Alongside the path between the frozen garden and the frozen studio door, a maple leaf-shaped tunnel bores into about eight inches of snow. At the bottom, seen best by aligning your eye with the direction of the leaf-shaped hole, you see a small maple leaf, plunging toward the ground like a paraglider in free fall. It's a distant brown, a far cry from the bright red it was a few weeks ago, maybe more than a few weeks ago. This skeleton of life has but one job yet to do before disintegrating into compost and giving up all the parts, all the elements, all the love. So she sails down through a slowly melting patch of snow and ice, frozen water, little interrupted raindrops yet on their way to the ground, kinda like those slow-motion scenes on TV and the computer as the camera pans 360 and the drops are frozen in mid air. Now, if you saw everything in infra red how odd wouldn't everything be? Same frozen bundles of water, same slow motion paraglider, same soil beneath awaiting, but now it's all in red and black and shades between. In the summer there will be yellows and whites, but for now the world is in darker tones. The sun in the sky is a white dot surrounded by a orange haze and trees still cast shadows. The face of the man in the black jacket is yellow with a white gob in the lower middle, and plumes of slowly fading yellow coming out of the mass. The man would appear to be a specter, glowing in the shadows of winter. And you know some poor slob of a life form gets that as it's main visual input. Maybe rattlesnakes get their attitude from that viewpoint.
The maple leaf has no reason to know that the water alongside it is at 32 degrees or that water at this temperature expands slightly and with great concentration since it has no water to speak of to worry about. So it just catches what light streams down the hole behind it and aims for the earth, an easy target. The drops of water may be distracted by their frozen condition, but the important thing is that they are on their way to the earth, to sink into her skin, explore the dark unknown and return to the air as the breath of a maple tree.

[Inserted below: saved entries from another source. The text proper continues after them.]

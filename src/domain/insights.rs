// src/domain/insights.rs
//
// Display statistics derived from already-fetched properties.

use crate::domain::property::{ComparableView, PropertyView};
use crate::domain::status::PropertyStatus;

/// Four-step rating shared by investment scores and floor-plan quality scores.
#[derive(Debug, Clone, Copy, PartialEq, Eq)]
pub enum ScoreLevel {
    Excellent,
    Good,
    Fair,
    Poor,
}

impl ScoreLevel {
    pub fn from_score(score: f64) -> Self {
        if score >= 80.0 {
            ScoreLevel::Excellent
        } else if score >= 60.0 {
            ScoreLevel::Good
        } else if score >= 40.0 {
            ScoreLevel::Fair
        } else {
            ScoreLevel::Poor
        }
    }

    pub fn label(self) -> &'static str {
        match self {
            ScoreLevel::Excellent => "Excellent",
            ScoreLevel::Good => "Good",
            ScoreLevel::Fair => "Fair",
            ScoreLevel::Poor => "Poor",
        }
    }

    pub fn css_class(self) -> &'static str {
        match self {
            ScoreLevel::Excellent => "score score-excellent",
            ScoreLevel::Good => "score score-good",
            ScoreLevel::Fair => "score score-fair",
            ScoreLevel::Poor => "score score-poor",
        }
    }
}

/// Price per square foot, when both inputs are known.
pub fn ppsf(price: f64, sqft: f64) -> Option<f64> {
    (price > 0.0 && sqft > 0.0).then(|| price / sqft)
}

pub fn property_ppsf(p: &PropertyView) -> Option<f64> {
    ppsf(p.price(), p.square_footage)
}

pub fn comparable_ppsf(c: &ComparableView) -> Option<f64> {
    ppsf(c.sale_price, c.square_feet)
}

/// Mean PPSF over the properties that have both a price and a size.
pub fn average_ppsf(properties: &[PropertyView]) -> Option<f64> {
    mean(properties.iter().filter_map(property_ppsf))
}

pub fn average_investment_score(properties: &[PropertyView]) -> Option<f64> {
    mean(
        properties
            .iter()
            .filter_map(|p| p.insights.investment.as_ref())
            .map(|inv| inv.score)
            .filter(|s| *s > 0.0),
    )
}

/// (status, count) in pipeline order; statuses with no properties are omitted.
pub fn status_counts(properties: &[PropertyView]) -> Vec<(PropertyStatus, usize)> {
    let mut counts: Vec<(PropertyStatus, usize)> = Vec::new();
    for p in properties {
        match counts.iter_mut().find(|(s, _)| *s == p.status) {
            Some((_, n)) => *n += 1,
            None => counts.push((p.status.clone(), 1)),
        }
    }
    counts.sort_by(|a, b| b.0.rank().cmp(&a.0.rank()).then_with(|| a.0.as_str().cmp(b.0.as_str())));
    counts
}

#[derive(Debug, Clone, PartialEq)]
pub struct PortfolioStats {
    pub total: usize,
    pub complete: usize,
    pub in_progress: usize,
    pub failed: usize,
    pub average_ppsf: Option<f64>,
    pub average_investment_score: Option<f64>,
    pub total_estimated_value: f64,
}

pub fn portfolio_stats(properties: &[PropertyView]) -> PortfolioStats {
    PortfolioStats {
        total: properties.len(),
        complete: properties
            .iter()
            .filter(|p| p.status == PropertyStatus::Complete)
            .count(),
        in_progress: properties.iter().filter(|p| !p.status.is_terminal()).count(),
        failed: properties.iter().filter(|p| p.status.is_failure()).count(),
        average_ppsf: average_ppsf(properties),
        average_investment_score: average_investment_score(properties),
        total_estimated_value: properties.iter().map(PropertyView::price).sum(),
    }
}

fn mean(values: impl Iterator<Item = f64>) -> Option<f64> {
    let (sum, n) = values.fold((0.0, 0usize), |(sum, n), v| (sum + v, n + 1));
    (n > 0).then(|| sum / n as f64)
}

/// `$1,250,000`
pub fn format_currency(value: f64) -> String {
    let rounded = value.round() as i64;
    let digits = rounded.unsigned_abs().to_string();
    let mut out = String::with_capacity(digits.len() + digits.len() / 3 + 2);
    for (i, ch) in digits.chars().enumerate() {
        if i > 0 && (digits.len() - i) % 3 == 0 {
            out.push(',');
        }
        out.push(ch);
    }
    if rounded < 0 {
        format!("-${out}")
    } else {
        format!("${out}")
    }
}

/// Whole numbers print without a decimal point; others with one place.
pub fn format_count(value: f64) -> String {
    if value.fract() == 0.0 {
        format!("{}", value as i64)
    } else {
        format!("{value:.1}")
    }
}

For Her part, what does the Earth think of all this? She must be itching to get going with all that growing stuff She does so well. Still, if each season was an eye blink to the Great Mother, then a year might be a few seconds. Maybe She pays more attention than that. Maybe each day is like a heartbeat, a second of Her time. So sixty seconds, a minute is about two months. A season would be a minute and a half, a year is six minutes more or less. She sees us for eighty years or so which translates into 480 minutes or eight hours. One day of sunlight and then we pass into the dark night. Well, you can certainly see how the Great Mother might have Her favorites from time to time, but by and large we must look pretty much the same to Her by now. For our part we should pay attention to the brilliant metaphor offered by an Earth-centered paradigm.

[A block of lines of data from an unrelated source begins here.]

// src/domain/status.rs

use std::fmt;

/// Processing state of a property. Driven entirely by the backend pipeline:
/// processing -> parsing_complete -> enrichment_complete -> complete, with a
/// failure status possible at each stage.
#[derive(Debug, Clone, PartialEq, Eq)]
pub enum PropertyStatus {
    Processing,
    ParsingComplete,
    EnrichmentComplete,
    Complete,
    Failed,
    EnrichmentFailed,
    ListingFailed,
    Unknown(String),
}

impl PropertyStatus {
    pub fn parse(raw: Option<&str>) -> Self {
        match raw.map(|s| s.trim().to_ascii_lowercase()).as_deref() {
            Some("processing") => Self::Processing,
            Some("parsing_complete") => Self::ParsingComplete,
            Some("enrichment_complete") => Self::EnrichmentComplete,
            Some("complete") | Some("completed") => Self::Complete,
            Some("failed") => Self::Failed,
            Some("enrichment_failed") => Self::EnrichmentFailed,
            Some("listing_failed") => Self::ListingFailed,
            Some(other) => Self::Unknown(other.to_string()),
            None => Self::Unknown(String::new()),
        }
    }

    pub fn as_str(&self) -> &str {
        match self {
            Self::Processing => "processing",
            Self::ParsingComplete => "parsing_complete",
            Self::EnrichmentComplete => "enrichment_complete",
            Self::Complete => "complete",
            Self::Failed => "failed",
            Self::EnrichmentFailed => "enrichment_failed",
            Self::ListingFailed => "listing_failed",
            Self::Unknown(s) => s,
        }
    }

    /// Sort rank used by the status column. Statuses outside the pipeline's
    /// main path rank with `failed`.
    pub fn rank(&self) -> u8 {
        match self {
            Self::Processing => 1,
            Self::ParsingComplete => 2,
            Self::EnrichmentComplete => 3,
            Self::Complete => 4,
            _ => 0,
        }
    }

    pub fn is_failure(&self) -> bool {
        matches!(
            self,
            Self::Failed | Self::EnrichmentFailed | Self::ListingFailed
        )
    }

    /// No further transitions will happen without user action.
    pub fn is_terminal(&self) -> bool {
        matches!(self, Self::Complete) || self.is_failure()
    }

    pub fn label(&self) -> &str {
        match self {
            Self::Processing => "Processing",
            Self::ParsingComplete => "Floor plan parsed",
            Self::EnrichmentComplete => "Market data ready",
            Self::Complete => "Complete",
            Self::Failed => "Failed",
            Self::EnrichmentFailed => "Enrichment failed",
            Self::ListingFailed => "Listing failed",
            Self::Unknown(s) if s.is_empty() => "Unknown",
            Self::Unknown(s) => s,
        }
    }

    /// CSS modifier for the status badge.
    pub fn badge_class(&self) -> &'static str {
        if self.is_failure() {
            "badge badge-error"
        } else if matches!(self, Self::Complete) {
            "badge badge-success"
        } else {
            "badge badge-pending"
        }
    }
}

impl fmt::Display for PropertyStatus {
    fn fmt(&self, f: &mut fmt::Formatter<'_>) -> fmt::Result {
        f.write_str(self.as_str())
    }
}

Our day upon the Earth is starting when we are barely more than a drop of squirming chemicals and tissues. We can't feed or protect ourselves, we can't communicate our needs and we wipe ourselves out fussing so much that we sleep most of the time. Our potential does not appear for quite some time, about noon I guess. But in the Dawn of our day when all is dim and quiet, we are helpless. Only Love preserves our life, and Love is one of Her great epiphanies. When we are capable of doing something noteworthy to our Mother most of the time we do something in the way of changing something into something else and or moving something from one place to another. We dig holes and stack rocks, sometimes lining them up. We kill far more than we can eat and we do it when we aren't even hungry. We do this under a hot noon day sun, working up a sweat, moving air and water around. We plant things, we let them grow, then we kill them and
eat them. We are just like all the other living things that move across their Mother under the Sun. She shines down upon us, She supports us with Her form, She feeds us from Her flesh and Her blood. There's more than enough of Her to go around if we just respect Her and not screw things up.